Nestled along the slopes of Mt. Parnassus, Delphi is an idyllic blend of ancient ruins and striking natural beauty. Revered by ancient Greeks as the center of the Earth, it hosts a wealth of significant ruins and structures, including the Athenian Treasury, the Temple of Apollo, and the theater and hippodrome that once played host to the ancient Pythian Games.

In the Delphi museum you’ll find the world-renowned bronze statue known as The Charioteer.

Necromanteion

Looking for an out of the ordinary experience? Visit Necromanteion of Ephyra, the only known oracle of the dead. It dates back to the third or fourth century BC and was the site where visitors sought advice from the dead.

We aren’t sure how likely it is that you’ll still be able to commune with spirits, but this will definitely be an experience you’ll want to talk about when you get home.

The Islands

The Greek Islands are a must. The question is, which to experience? That’s why many people decide to do some “island hopping” or take a sailing excursion that includes visits to some of the most popular isles.

The Cyclades are a great place to start, home to Mykonos, which is popular with partiers. There are also plenty of things to do in Santorini, famous for its glorious sunsets and rugged volcanic terrain with streets carved into a high cliff that overlooks the site of an ancient volcanic eruption.

Milos, situated halfway between Crete and Athens, hosts some of the best beaches as well as offering white-washed Cycladic villages and a rich history.

What Not to Do

With so much to see and do, it can be easy to cram in too much. If you take just once piece of Greek travel advice, it’s to avoid doing this. If you do, you’re unlikely to get a true sense of what it has to offer, and end up feeling frazzled and stressed.

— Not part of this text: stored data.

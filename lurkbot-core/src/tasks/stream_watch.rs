// lurkbot-core/src/tasks/stream_watch.rs

use std::collections::{HashMap, HashSet};
use std::time::Duration;

use tokio::time::{self, Instant, MissedTickBehavior};
use tracing::{debug, error, info};

use crate::platforms::twitch_helix::{AppCredentialStore, HelixClient, HelixStream, HelixUser};
use crate::platforms::{Announcer, LiveAnnouncement};
use crate::{Config, Error};

/// How much old channel history is cleared during startup.
const STARTUP_PURGE_LIMIT: usize = 1000;

/// The poll-and-announce loop. Owns the credential store, so token
/// refreshes can never race: every API call runs on this one task.
pub struct StreamWatcher {
    watchlist: Vec<String>,
    poll_interval: Duration,
    notify_once: bool,
    store: AppCredentialStore,
    helix: HelixClient,
    announcer: Box<dyn Announcer>,
    currently_live: HashSet<String>,
}

impl StreamWatcher {
    pub fn new(
        config: &Config,
        store: AppCredentialStore,
        helix: HelixClient,
        announcer: Box<dyn Announcer>,
    ) -> Self {
        Self {
            watchlist: config.watchlist.clone(),
            poll_interval: Duration::from_secs(config.poll_interval_secs),
            notify_once: config.notify_once,
            store,
            helix,
            announcer,
            currently_live: HashSet::new(),
        }
    }

    /// Startup sequence: resolve the channel, clear its history, then
    /// run one cycle immediately. Only this part may fail the process;
    /// a failed first poll is logged like any later one.
    pub async fn startup(&mut self) -> Result<(), Error> {
        self.announcer.prepare_channel().await?;
        let purged = self.announcer.purge_history(STARTUP_PURGE_LIMIT).await?;
        info!("cleared {purged} old messages from the announcement channel");
        if let Err(e) = self.run_cycle().await {
            error!("initial poll cycle failed: {e}");
        }
        Ok(())
    }

    /// Runs forever: startup once, then one poll cycle per interval.
    /// A cycle that overruns the period delays the next tick instead of
    /// overlapping it.
    pub async fn run(mut self) -> Result<(), Error> {
        self.startup().await?;

        let mut ticker = time::interval_at(Instant::now() + self.poll_interval, self.poll_interval);
        ticker.set_missed_tick_behavior(MissedTickBehavior::Delay);
        loop {
            ticker.tick().await;
            if let Err(e) = self.run_cycle().await {
                error!("poll cycle failed: {e}");
            }
        }
    }

    /// One resolve → poll → announce pass. Errors from the Twitch side
    /// abandon the cycle; a failed delivery only skips that one message.
    pub async fn run_cycle(&mut self) -> Result<(), Error> {
        let users = self.helix.get_users(&mut self.store, &self.watchlist).await?;
        let streams = self.helix.get_streams(&mut self.store, &users).await?;

        let mut announcements = build_announcements(&self.watchlist, &users, &streams);
        if self.notify_once {
            announcements = retain_newly_live(&mut self.currently_live, &streams, announcements);
        }

        for announcement in &announcements {
            info!("{} is live, announcing", announcement.display_name);
            if let Err(e) = self.announcer.announce(announcement).await {
                error!(
                    "failed to deliver announcement for {}: {e}",
                    announcement.display_name
                );
            }
        }
        Ok(())
    }
}

/// Pairs every watched login with its live session, in watchlist order.
/// Logins match case-insensitively; the display name is whatever login
/// casing the platform reported for the stream.
pub fn build_announcements(
    watchlist: &[String],
    users: &HashMap<String, HelixUser>,
    streams: &HashMap<String, HelixStream>,
) -> Vec<LiveAnnouncement> {
    let users_by_login: HashMap<String, &HelixUser> = users
        .iter()
        .map(|(login, user)| (login.trim().to_lowercase(), user))
        .collect();
    let streams_by_login: HashMap<String, &HelixStream> = streams
        .iter()
        .map(|(login, stream)| (login.trim().to_lowercase(), stream))
        .collect();

    let mut announcements = Vec::new();
    for watched in watchlist {
        let cleaned = watched.trim().to_lowercase();
        let (Some(user), Some(stream)) =
            (users_by_login.get(&cleaned), streams_by_login.get(&cleaned))
        else {
            debug!("{watched} is not currently streaming");
            continue;
        };
        debug!("{} is streaming: {}", stream.user_login, stream.title);
        announcements.push(LiveAnnouncement {
            display_name: stream.user_login.clone(),
            stream_url: format!("https://www.twitch.tv/{}", stream.user_login),
            avatar_url: user.profile_image_url.clone(),
        });
    }
    announcements
}

/// Keeps only first-time announcements and updates the live set.
/// Logins that stopped streaming drop out of the set, so they announce
/// again the next time they go live.
pub fn retain_newly_live(
    currently_live: &mut HashSet<String>,
    streams: &HashMap<String, HelixStream>,
    announcements: Vec<LiveAnnouncement>,
) -> Vec<LiveAnnouncement> {
    let live_now: HashSet<String> = streams
        .keys()
        .map(|login| login.trim().to_lowercase())
        .collect();
    currently_live.retain(|login| live_now.contains(login));

    announcements
        .into_iter()
        .filter(|a| currently_live.insert(a.display_name.trim().to_lowercase()))
        .collect()
}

Ideally, spend a couple of days in Athens, and then spend time on one or two islands at most.

What to Expect

Despite the economic turmoil Greece has faced since the 2007 global recession, the country remains one of the world’s best travel destinations. Travel to Greece and you’ll find some of the most hospitable, welcoming people on Earth, some of Europe’s best nightlife, the relics of four millennia of ancient culture, mouth-watering cuisine, breathtaking beaches and jaw-dropping scenery.